In the capital ninety percent of high school and seventy percent of primary school teachers went on strike. Ninety percent of teachers in the north eastern city of Mashhad and fifty percent in the northern city of Sari did not show up for classes today.
Since last night, the State Security Forces (SSF) attempting to break the teachers’ strike attacked their residence and has arrested a large number of striking teachers in Tehran, Mashhad, Arak, Sari, Islam-Shahr, RobatKarim, Shahr-Ray, and Homayoon Shahr.
Adnkronosinternational reports that the schools remain closed, in protest against the arrests of many teachers:
Most schools in northwestern Iran remained closed on Monday due to a teachers’ strike to protest against the arrest of dozens of their colleagues in the past few days. The two-day protest which started Sunday was almost unanimous in the northwestern Kurdish cities of Sagghez, Marivan, Sanandaj and Bukan. “If our colleagues will not be freed, schools will probably remain closed in the coming days,” said Davood Rouhani, a spokesman for teachers in Sanandaj.
Iranian teachers have been staging protests across the country for the past 11 weeks and many leaders of teachers’ unions have been arrested. Teachers are demanding pay hikes — their salaries have not been raised for years — and protesting against the government’s decision to fire teachers who are not ‘loyal’ to authorities.
About one thousand teachers believed to be too secular or belonging to ethnic minorities have been fired or induced to retire early in the past few weeks.
So what’s a poor theocracy to do when it can’t get the teachers back in line? Simple: start the annual summer crackdown on women a little early this year:
Iran has issued more than a thousand warnings and arrested dozens in a new drive aimed at forcing women whose dress is deemed inappropriate to adhere to Islamic dress rules, officials said Sunday.
The nationwide drive — an annual pre-summer crackdown given greater prominence this year — is aimed primarily at women whose coats are seen as too tight, trousers excessively short or hijabs (headscarves) overly loose.

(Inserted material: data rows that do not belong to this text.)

//! Environment lookup with a fallback.

/// Returns the value of `name` if it is set and non-empty, else `default`.
///
/// No validation, no parsing: callers own type conversion.
///
/// # Example
/// ```
/// let addr = runkit::get_env("RUNKIT_DOC_UNSET_VARIABLE", "0.0.0.0:8080");
/// assert_eq!(addr, "0.0.0.0:8080");
/// ```
pub fn get_env(name: &str, default: &str) -> String {
    non_empty_or(std::env::var(name).ok(), default)
}

fn non_empty_or(value: Option<String>, default: &str) -> String {
    match value {
        Some(v) if !v.is_empty() => v,
        _ => default.to_string(),
    }
}
//! # Runnable components and their release capabilities.
//!
//! - [`Runnable`]: blocking entry point, optionally exposing a [`Closer`]
//! - [`RunnableFn`] / [`CloseFn`]: closure-backed implementations
//! - [`CloserSet`]: ordered group of closers that closes as one

mod closers;
mod runnable;
mod runnable_fn;

pub use closers::CloserSet;
pub use runnable::{Closer, Runnable, RunnableRef};
pub use runnable_fn::{CloseFn, RunnableFn};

It foresees handing out warnings and guidance to women found to have infringed its dress code in public. Those who show resistance to change can be arrested and then be the subject of legal proceedings.

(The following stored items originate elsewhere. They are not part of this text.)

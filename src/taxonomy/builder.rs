//! # Typestate builder for [`Error`].
//!
//! `Error::builder()` returns an `ErrorBuilder<Empty>`, which has no `build()`.
//! Setting any attribute moves it to `ErrorBuilder<Ready>`. An error with no
//! classifying information cannot be constructed:
//!
//! ```compile_fail
//! let err = runkit::Error::builder().build();
//! ```
//!
//! Defaults for unset attributes: kind [`Kind::Unknown`], level [`Level::Error`],
//! no op, no fields, no cause.

use std::borrow::Cow;
use std::fmt;
use std::marker::PhantomData;

use super::{
    error::{BoxError, Cause, Error},
    field::{Field, Op},
    kind::Kind,
    level::Level,
};

/// Nothing set yet.
#[derive(Debug)]
pub struct Empty;

/// At least one attribute set; `build()` available.
#[derive(Debug)]
pub struct Ready;

/// Builder for [`Error`]. One method per attribute.
#[derive(Debug)]
pub struct ErrorBuilder<S> {
    op: Option<Op>,
    kind: Kind,
    level: Level,
    fields: Vec<Field>,
    cause: Option<Cause>,
    _state: PhantomData<S>,
}

impl ErrorBuilder<Empty> {
    pub(super) fn new() -> Self {
        Self {
            op: None,
            kind: Kind::default(),
            level: Level::default(),
            fields: Vec::new(),
            cause: None,
            _state: PhantomData,
        }
    }
}

impl<S> ErrorBuilder<S> {
    fn ready(self) -> ErrorBuilder<Ready> {
        ErrorBuilder {
            op: self.op,
            kind: self.kind,
            level: self.level,
            fields: self.fields,
            cause: self.cause,
            _state: PhantomData,
        }
    }

    /// Sets the operation label.
    pub fn op(mut self, op: impl Into<Op>) -> ErrorBuilder<Ready> {
        self.op = Some(op.into());
        self.ready()
    }

    pub fn kind(mut self, kind: Kind) -> ErrorBuilder<Ready> {
        self.kind = kind;
        self.ready()
    }

    pub fn level(mut self, level: Level) -> ErrorBuilder<Ready> {
        self.level = level;
        self.ready()
    }

    /// Appends a diagnostic field. Fields keep insertion order.
    pub fn field(
        mut self,
        key: impl Into<Cow<'static, str>>,
        value: impl fmt::Display,
    ) -> ErrorBuilder<Ready> {
        self.fields.push(Field::new(key, value));
        self.ready()
    }

    /// Wraps a cause.
    ///
    /// Accepts anything convertible into a boxed error (`Error`, `io::Error`,
    /// `String`, `&str`, ...). A classified [`Error`] keeps the chain going;
    /// everything else terminates it.
    pub fn cause(mut self, cause: impl Into<BoxError>) -> ErrorBuilder<Ready> {
        self.cause = Some(Cause::from_boxed(cause.into()));
        self.ready()
    }
}

impl ErrorBuilder<Ready> {
    pub fn build(self) -> Error {
        Error {
            op: self.op,
            kind: self.kind,
            level: self.level,
            fields: self.fields,
            cause: self.cause,
        }
    }
}

impl From<ErrorBuilder<Ready>> for Error {
    fn from(builder: ErrorBuilder<Ready>) -> Self {
        builder.build()
    }
}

“Since the plan started at 10:00 am on Saturday, 1,347 women have been warned and given Islamic guidance,” the head of information at Tehran city’s police force, Mehdi Ahmadi, told AFP.

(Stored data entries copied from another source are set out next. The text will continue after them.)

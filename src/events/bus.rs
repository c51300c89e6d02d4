//! # Event bus for broadcasting runtime events.
//!
//! [`Bus`] is a thin wrapper around [`tokio::sync::broadcast`] that provides
//! non-blocking event publishing from multiple sources (runnable tasks, closer
//! tasks, the signal listener, the supervisor itself).
//!
//! ## Architecture
//! ```text
//! Publishers (many):                    Receivers:
//!   runnable task ──┐
//!   closer task   ──┼──► Bus ──┬──► subscriber listener ──► SubscriberSet
//!   signal task   ──┤          └──► Supervisor::subscribe() (pull)
//!   Supervisor    ──┘
//! ```
//!
//! ## Rules
//! - **Non-blocking publish**: `publish()` never blocks; it calls `broadcast::Sender::send`.
//! - **Bounded capacity**: a single ring buffer stores recent events for all receivers.
//! - **Lag handling**: slow receivers get `RecvError::Lagged(n)` and skip `n` oldest items.
//! - **No persistence**: events are lost if there are no active receivers at send time.

use tokio::sync::broadcast;

use super::event::Event;

/// Broadcast channel for runtime events.
///
/// ### Properties
/// - **Non-blocking**: `publish()` returns immediately (send clones internally).
/// - **Fire-and-forget**: no delivery or durability guarantees.
/// - **Cloneable**: cheap to clone (internally holds an `Arc`-backed sender).
#[derive(Clone, Debug)]
pub struct Bus {
    tx: broadcast::Sender<Event>,
}

impl Bus {
    /// Creates a new bus with the given channel capacity (minimum 1).
    pub fn new(capacity: usize) -> Self {
        let capacity = capacity.max(1);
        let (tx, _rx) = broadcast::channel::<Event>(capacity);
        Self { tx }
    }

    /// Publishes an event to all active receivers.
    ///
    /// If there are no receivers, the event is dropped.
    pub fn publish(&self, ev: Event) {
        let _ = self.tx.send(ev);
    }

    /// Creates a new receiver that will observe subsequent events.
    pub fn subscribe(&self) -> broadcast::Receiver<Event> {
        self.tx.subscribe()
    }
}

#[cfg(test)]
mod tests {
    use super::*;
    use crate::events::EventKind;

    #[tokio::test]
    async fn test_receiver_sees_events_after_subscribe() {
        let bus = Bus::new(4);
        bus.publish(Event::new(EventKind::DrainStarted));

        let mut rx = bus.subscribe();
        bus.publish(Event::new(EventKind::DrainCompleted));

        let ev = rx.recv().await.expect("event");
        assert_eq!(ev.kind, EventKind::DrainCompleted);
        assert!(rx.try_recv().is_err());
    }

    #[test]
    fn test_zero_capacity_is_clamped() {
        let bus = Bus::new(0);
        let mut rx = bus.subscribe();
        bus.publish(Event::new(EventKind::DrainStarted));
        assert!(rx.try_recv().is_ok());
    }
}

“There were 170 arrests. Of these, 58 were released after making a written commitment and rectifying their appearance. The cases of the rest, who already had a record, were handed over to the judiciary,” he said.
twenty shops selling inappropriate clothing were also closed down, Ahmadi said.
The programme was aimed at “improving the security of society with an approach of moral security,” he added.
“Its duration depends on when society feels that there are no longer signs of short trousers, tight mantos (coats), tight clothing and very skimpy hijabs.”
The authorities have argued the “bad hijab” drive is aimed at encouraging women to dress in line with Islamic dress code and it appeared the emphasis is more on handing out warnings than detaining offenders.
An editorial in the hardline daily Kayhan said that police were right to ignore the wishes of those who favoured a more softly-softly approach.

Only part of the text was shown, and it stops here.